Retrieving object instances among cluttered scenes efficiently requires compact yet comprehensive regional image representations. Intuitively, object semantics can help build the index that focuses on the most relevant regions. However, due to the lack of bounding-box datasets for objects of interest among retrieval benchmarks, most recent work on regional representations has focused on either uniform or class-agnostic region selection. In this paper, we first fill the void by providing a new dataset of landmark bounding boxes, based on the Google Landmarks dataset, that includes $94k$ images with manually curated boxes from $15k$ unique landmarks. Then, we demonstrate how a trained landmark detector, using our new dataset, can be leveraged to index image regions and improve retrieval accuracy while being much more efficient than existing regional methods.
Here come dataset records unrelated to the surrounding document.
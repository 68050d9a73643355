//! Error types shared across every component of the crate.
//!
//! Struct-style `thiserror` variants with small named constructors, rather
//! than a single tuple-of-string catch-all. The variant set covers
//! replication/storage/command failure modes, not a generic
//! client-library error set.

use thiserror::Error;

/// Result type alias used throughout the crate's public API.
pub type Result<T> = std::result::Result<T, Error>;

/// Errors surfaced by storage, transport, replication, and command
/// processing. Every variant carries a human-readable message; none leak
/// source-language identifiers or stack traces to callers.
#[derive(Error, Debug)]
pub enum Error {
    /// Key/value size, UTF-8, or shape violations caught before any state
    /// change is applied.
    #[error("validation error: {message}")]
    Validation { message: String },

    /// A single-key, bulk, or anti-entropy operation exceeded its deadline.
    #[error("timeout error: {message}")]
    Timeout { message: String },

    /// The transport is not `connected` and the caller requires it to be.
    #[error("disconnected: {message}")]
    Disconnected { message: String },

    /// The offline queue is at capacity and cannot accept this write.
    #[error("backpressure: {message}")]
    Backpressure { message: String },

    /// `increment`/`decrement` would overflow a signed 64-bit integer.
    #[error("arithmetic overflow: {message}")]
    OverflowArithmetic { message: String },

    /// A numeric operation was attempted on a non-numeric stored value.
    #[error("type mismatch: {message}")]
    TypeMismatch { message: String },

    /// Replication event encoding/decoding failed.
    #[error("codec error: {message}")]
    Codec { message: String },

    /// The storage backend (in-memory invariant or persistence I/O) failed.
    #[error("storage error: {message}")]
    Storage { message: String },

    /// The MQTT transport reported a failure unrelated to plain
    /// disconnection (e.g. CONNACK rejection, publish failure).
    #[error("transport error: {message}")]
    Transport { message: String },

    /// A security policy was violated (e.g. TLS downgrade attempt).
    #[error("security error: {message}")]
    Security { message: String },

    /// Anything else: invariant violations, unreachable states.
    #[error("internal error: {message}")]
    Internal { message: String },
}

impl Error {
    pub fn validation<S: Into<String>>(msg: S) -> Self {
        Error::Validation { message: msg.into() }
    }

    pub fn timeout<S: Into<String>>(msg: S) -> Self {
        Error::Timeout { message: msg.into() }
    }

    pub fn disconnected<S: Into<String>>(msg: S) -> Self {
        Error::Disconnected { message: msg.into() }
    }

    pub fn backpressure<S: Into<String>>(msg: S) -> Self {
        Error::Backpressure { message: msg.into() }
    }

    pub fn overflow<S: Into<String>>(msg: S) -> Self {
        Error::OverflowArithmetic { message: msg.into() }
    }

    pub fn type_mismatch<S: Into<String>>(msg: S) -> Self {
        Error::TypeMismatch { message: msg.into() }
    }

    pub fn codec<S: Into<String>>(msg: S) -> Self {
        Error::Codec { message: msg.into() }
    }

    pub fn storage<S: Into<String>>(msg: S) -> Self {
        Error::Storage { message: msg.into() }
    }

    pub fn transport<S: Into<String>>(msg: S) -> Self {
        Error::Transport { message: msg.into() }
    }

    pub fn security<S: Into<String>>(msg: S) -> Self {
        Error::Security { message: msg.into() }
    }

    pub fn internal<S: Into<String>>(msg: S) -> Self {
        Error::Internal { message: msg.into() }
    }

    /// Stable machine-readable code for the response envelope's
    /// `error.code` field.
    pub fn code(&self) -> &'static str {
        match self {
            Error::Validation { .. } => "VALIDATION",
            Error::Timeout { .. } => "TIMEOUT",
            Error::Disconnected { .. } => "DISCONNECTED",
            Error::Backpressure { .. } => "BACKPRESSURE",
            Error::OverflowArithmetic { .. } => "OVERFLOW_ARITHMETIC",
            Error::TypeMismatch { .. } => "TYPE_MISMATCH",
            Error::Codec { .. } => "CODEC",
            Error::Storage { .. } => "STORAGE",
            Error::Transport { .. } => "TRANSPORT",
            Error::Security { .. } => "SECURITY",
            Error::Internal { .. } => "INTERNAL",
        }
    }
}

impl From<sled::Error> for Error {
    fn from(err: sled::Error) -> Self {
        Error::Storage { message: err.to_string() }
    }
}

#[cfg(test)]
mod tests {
    use super::*;

    #[test]
    fn code_is_stable_per_variant() {
        assert_eq!(Error::validation("x").code(), "VALIDATION");
        assert_eq!(Error::overflow("x").code(), "OVERFLOW_ARITHMETIC");
        assert_eq!(Error::disconnected("x").code(), "DISCONNECTED");
    }

    #[test]
    fn message_is_preserved_in_display() {
        let e = Error::storage("disk full");
        assert!(e.to_string().contains("disk full"));
    }
}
In addition, we further introduce a novel regional aggregated selective match kernel (R-ASMK) to effectively combine information from detected regions into an improved holistic image representation. R-ASMK boosts image retrieval accuracy substantially at no additional memory cost, while even outperforming systems that index image regions independently. Our complete image retrieval system improves upon the previous state-of-the-art by significant margins on the Revisited Oxford and Paris datasets. Code and data will be released.